Né en 1896 à Chicago et mort en 1970 à Baltimore, l’écrivain John Dos Passos est de ces plumes injustement oubliées par la postérité. Père d’une écriture expérimentale, qui souligne avec finesse les travers de l’Homme pressé, la crise de la transcendance et l’horizontalité d’un monde aux promesses toujours déçues, cet amoureux de la Vieille Europe n’a pas eu droit, en 2020, à l’anniversaire posthume qu’il méritait. C’est cet affront que Romain Artiguebère tente modestement de laver, tant l’œuvre de « JDP » se doit d’occuper, aux côtés de Faulkner, Hemingway, Fitzgerald ou Wharton, une place de choix dans le rayon étasunien de nos bibliothèques.

Habité depuis ma prime jeunesse par cet « ange-démon qui pousse à me pencher sur tout ce qui guette déjà le temps avec des yeux d’oubli », je ne me suis jamais lassé des saveurs de l’infime aux relents de pitié. Claironne en moi, comme chez Gary, une étrange attirance pour ce qui trop souvent s’efface devant l’éphémère, la gloriole des succès partiellement mérités. C’est une propension d’homme seul, rétif à ce que Roger Nimier vomissait à raison : « la mode ». Et ce sourd épanchement pour les biens occultés m’a très souvent conduit sur les rives du folklore. Ce furent des recensions cartographiques aux airs d’explorations larbaldiennes, des logorrhées solitaires exposant de dérisoires principautés, quelques soliloques enjolivant l’enclave de Saint-Marin, la splendeur tarie de Nauru et la grandiloquence du souverain George Tupou. Par une coquetterie tirant vers la gourmandise, je me repais toujours des hasards, quitte à les convoquer un peu parfois. Et j’aborde un auteur par le petit bout de sa lorgnette éditoriale, entreprenant des assauts littéraires comme on charge un adversaire. A revers. Préférant les flancs ardus aux voies royales de la distinction, de la préface ou des fats incipit. Je traîne alors en librairies comme un archéologue, un traqueur de trésors oubliés dont la beauté n’éclaire hélas plus rien et qui sommeillent dans l’ombre poussiéreuse des honneurs vulgaires. John Dos Passos a subi beaucoup d’injustices. Il fut mis au rebut par la critique, abandonné de Sartre – qui vit pourtant en lui dès 1938 « le plus grand écrivain de notre temps » – et moqué par Hemingway, dont l’esprit partisan ne supporta pas la pureté justicière de son homologue dans l’affaire José Roblès. C’est d’ailleurs cette expérience malheureuse de la guerre d’Espagne qui fit croître en Dos Passos les germes du doute quant à son engagement à l’extrême gauche de l’échiquier politique.

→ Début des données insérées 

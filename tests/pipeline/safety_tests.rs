//! Approval, threshold, validation and backup behavior

use std::fs;

use meshcore_enum_sync::approval::{AutoApprover, Decision, ScriptedApprover};
use meshcore_enum_sync::sync::{SyncOptions, SyncOutcome, SyncPipeline};
use meshcore_enum_sync::validate::{Diagnostics, PassthroughValidator, SyntaxValidator};
use meshcore_enum_sync::{SyncConfig, SyncError};

use crate::common::{SyncFixture, PACKETS_PY, PROTOCOL_FRAME};

const SMALL_FRAME: &str =
    "public enum ResponseCode: UInt8, Sendable {\n    case ok = 0\n}\n\npublic enum PushCode: UInt8, Sendable {\n    case advert = 0x80\n}\n";

fn apply() -> SyncOptions {
    SyncOptions {
        dry_run: false,
        skip_backup: false,
        max_additions: 50,
    }
}

/// `PacketType` with `OK = 0` plus `count` new response codes
fn bulk_fixture(count: i64) -> SyncFixture {
    let fixture = SyncFixture::new();
    let names: Vec<String> = (0..count).map(|i| format!("CODE_{}", i + 10)).collect();
    let mut members: Vec<(&str, i64)> = vec![("OK", 0)];
    members.extend(names.iter().enumerate().map(|(i, n)| (n.as_str(), i as i64 + 10)));
    fixture.add_packet_type(&members).write_target(SMALL_FRAME);
    fixture
}

fn standard_fixture() -> SyncFixture {
    let fixture = SyncFixture::new();
    fixture
        .add_source("src/meshcore/packets.py", PACKETS_PY)
        .write_target(PROTOCOL_FRAME);
    fixture
}

struct FailingValidator;

impl SyntaxValidator for FailingValidator {
    fn validate(&self, _text: &str) -> Result<String, Diagnostics> {
        Err(Diagnostics::new(
            "ProtocolFrame.swift:3:5: error: expected declaration",
        ))
    }
}

// ============================================================================
// SAFETY THRESHOLD
// ============================================================================

#[test]
fn test_threshold_reject_aborts_without_mutation() {
    let fixture = bulk_fixture(60);
    let config = SyncConfig::default();
    // whole change set, ResponseCode, then the threshold question
    let mut approver = ScriptedApprover::new(
        [Decision::Approve, Decision::Approve, Decision::Reject],
        Decision::Reject,
    );

    let run = SyncPipeline::new(&config, &mut approver, &PassthroughValidator)
        .run(&fixture.source_dir(), "2.1.0", &fixture.target_path(), &apply())
        .unwrap();

    assert_eq!(
        run.outcome,
        SyncOutcome::ThresholdAborted {
            total: 60,
            limit: 50
        }
    );
    assert_eq!(approver.asked, 3);
    assert_eq!(fixture.read_target(), SMALL_FRAME);
    assert!(fixture.backups().is_empty());
}

#[test]
fn test_threshold_confirmation_applies() {
    let fixture = bulk_fixture(60);
    let config = SyncConfig::default();
    let mut approver = ScriptedApprover::new([], Decision::Approve);

    let run = SyncPipeline::new(&config, &mut approver, &PassthroughValidator)
        .run(&fixture.source_dir(), "2.1.0", &fixture.target_path(), &apply())
        .unwrap();

    assert!(matches!(run.outcome, SyncOutcome::Applied { added: 60, .. }));
    assert!(fixture.read_target().contains("case code69 = 69"));
}

#[test]
fn test_threshold_not_asked_at_limit() {
    let fixture = bulk_fixture(50);
    let config = SyncConfig::default();
    let mut approver = ScriptedApprover::new([Decision::Approve, Decision::Approve], Decision::Reject);

    let run = SyncPipeline::new(&config, &mut approver, &PassthroughValidator)
        .run(&fixture.source_dir(), "2.1.0", &fixture.target_path(), &apply())
        .unwrap();

    assert!(matches!(run.outcome, SyncOutcome::Applied { added: 50, .. }));
    assert_eq!(approver.asked, 2);
}

#[test]
fn test_auto_approve_bypasses_threshold() {
    let fixture = bulk_fixture(60);
    let config = SyncConfig::default();
    let mut approver = AutoApprover;
    let mut options = apply();
    options.max_additions = 5;

    let run = SyncPipeline::new(&config, &mut approver, &PassthroughValidator)
        .run(&fixture.source_dir(), "2.1.0", &fixture.target_path(), &options)
        .unwrap();

    assert!(matches!(run.outcome, SyncOutcome::Applied { added: 60, .. }));
}

// ============================================================================
// APPROVAL
// ============================================================================

#[test]
fn test_declined_change_set_leaves_file() {
    let fixture = standard_fixture();
    let config = SyncConfig::default();
    let mut approver = ScriptedApprover::new([Decision::Reject], Decision::Approve);

    let run = SyncPipeline::new(&config, &mut approver, &PassthroughValidator)
        .run(&fixture.source_dir(), "2.1.0", &fixture.target_path(), &apply())
        .unwrap();

    assert_eq!(run.outcome, SyncOutcome::Declined);
    assert_eq!(approver.asked, 1);
    assert_eq!(fixture.read_target(), PROTOCOL_FRAME);
}

#[test]
fn test_group_abort_discards_earlier_groups() {
    let fixture = standard_fixture();
    let config = SyncConfig::default();
    // change set, ResponseCode approved, PushCode aborted
    let mut approver = ScriptedApprover::new(
        [Decision::Approve, Decision::Approve, Decision::Reject],
        Decision::Approve,
    );

    let run = SyncPipeline::new(&config, &mut approver, &PassthroughValidator)
        .run(&fixture.source_dir(), "2.1.0", &fixture.target_path(), &apply())
        .unwrap();

    assert_eq!(run.outcome, SyncOutcome::Declined);
    assert_eq!(fixture.read_target(), PROTOCOL_FRAME);
    assert!(fixture.backups().is_empty());
}

#[test]
fn test_skipping_every_group_is_declined() {
    let fixture = standard_fixture();
    let config = SyncConfig::default();
    let mut approver = ScriptedApprover::new([Decision::Approve], Decision::Skip);

    let run = SyncPipeline::new(&config, &mut approver, &PassthroughValidator)
        .run(&fixture.source_dir(), "2.1.0", &fixture.target_path(), &apply())
        .unwrap();

    assert_eq!(run.outcome, SyncOutcome::Declined);
    assert_eq!(fixture.read_target(), PROTOCOL_FRAME);
}

// ============================================================================
// VALIDATION AND BACKUPS
// ============================================================================

#[test]
fn test_validation_failure_is_fatal_and_harmless() {
    let fixture = standard_fixture();
    let config = SyncConfig::default();
    let mut approver = AutoApprover;

    let err = SyncPipeline::new(&config, &mut approver, &FailingValidator)
        .run(&fixture.source_dir(), "2.1.0", &fixture.target_path(), &apply())
        .unwrap_err();

    match err {
        SyncError::ValidationFailed { diagnostics } => {
            assert!(diagnostics.contains("expected declaration"));
        }
        other => panic!("unexpected error: {}", other),
    }
    assert_eq!(fixture.read_target(), PROTOCOL_FRAME);
    assert!(fixture.backups().is_empty());
}

#[test]
fn test_backup_holds_original_contents() {
    let fixture = standard_fixture();
    let config = SyncConfig::default();
    let mut approver = AutoApprover;
    let run = SyncPipeline::new(&config, &mut approver, &PassthroughValidator)
        .run(&fixture.source_dir(), "2.1.0", &fixture.target_path(), &apply())
        .unwrap();

    let SyncOutcome::Applied {
        backup: Some(backup),
        ..
    } = run.outcome
    else {
        panic!("expected a backup");
    };
    assert_eq!(fs::read_to_string(&backup).unwrap(), PROTOCOL_FRAME);
    assert!(backup
        .file_name()
        .unwrap()
        .to_string_lossy()
        .starts_with("ProtocolFrame.swift.backup."));
    assert_eq!(fixture.backups(), vec![backup]);
}

#[test]
fn test_skip_backup_writes_without_copy() {
    let fixture = standard_fixture();
    let config = SyncConfig::default();
    let mut approver = AutoApprover;
    let mut options = apply();
    options.skip_backup = true;

    let run = SyncPipeline::new(&config, &mut approver, &PassthroughValidator)
        .run(&fixture.source_dir(), "2.1.0", &fixture.target_path(), &options)
        .unwrap();

    assert!(matches!(
        run.outcome,
        SyncOutcome::Applied { backup: None, added: 2, .. }
    ));
    assert!(fixture.backups().is_empty());
    assert_ne!(fixture.read_target(), PROTOCOL_FRAME);
}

John Dos Passos reads aloud to Katy Dos Passos(?) aboard the Anita, 1932. Photograph in the Ernest Hemingway Collection at the John F. Kennedy Presidential Library and Museum, Boston.

Pour entrer dans son œuvre et la saisir pleinement, il convient d’oublier les stériles comparaisons avec d’autres écrivains américains. Face à Hemingway, par exemple, Dos Passos oppose une confection qui lui est propre, un style particulier, un rythme singulier. Il nous laisse en héritage deux trilogies – USA et Washington DC – où s’entremêlent des biographies historiques renseignant sur l’Amérique ardente, des « collages » d’actualités brutes alliant slogans publicitaires assourdissants, allocutions ou chansons populaires.

Premier témoin de « l’Occident » naissant

John Dos Passos, fils d’un avocat d’origine portugaise, est certes né à Chicago mais son cœur d’enfant illégitime ne cessera de balancer, dans sa vie comme dans son œuvre, entre l’Europe et le Nouveau Monde. C’est sans doute l’île de Madère, dont la géographie elle-même contient le tiraillement qui sépare et rapproche les deux rives de l’Atlantique, qui résume le mieux l’attraction du père de USA pour une Europe où il fut d’abord élève dans un internat anglais puis par la suite ambulancier durant la Première Guerre Mondiale. De la Guerre, il est souvent question dans l’œuvre de l’écrivain. Car celui-ci est le maître du désenchantement, des vies brisées, des rêves de l’Amérique première bafoués par les « nouveaux venus » qui s’enrichissent sur la bête, entravent l’espoir des « grosses galettes » et surtout – thème récurrent s’il en est dans cette œuvre foisonnante – corrompent les valeurs institutionnelles des Pères Fondateurs.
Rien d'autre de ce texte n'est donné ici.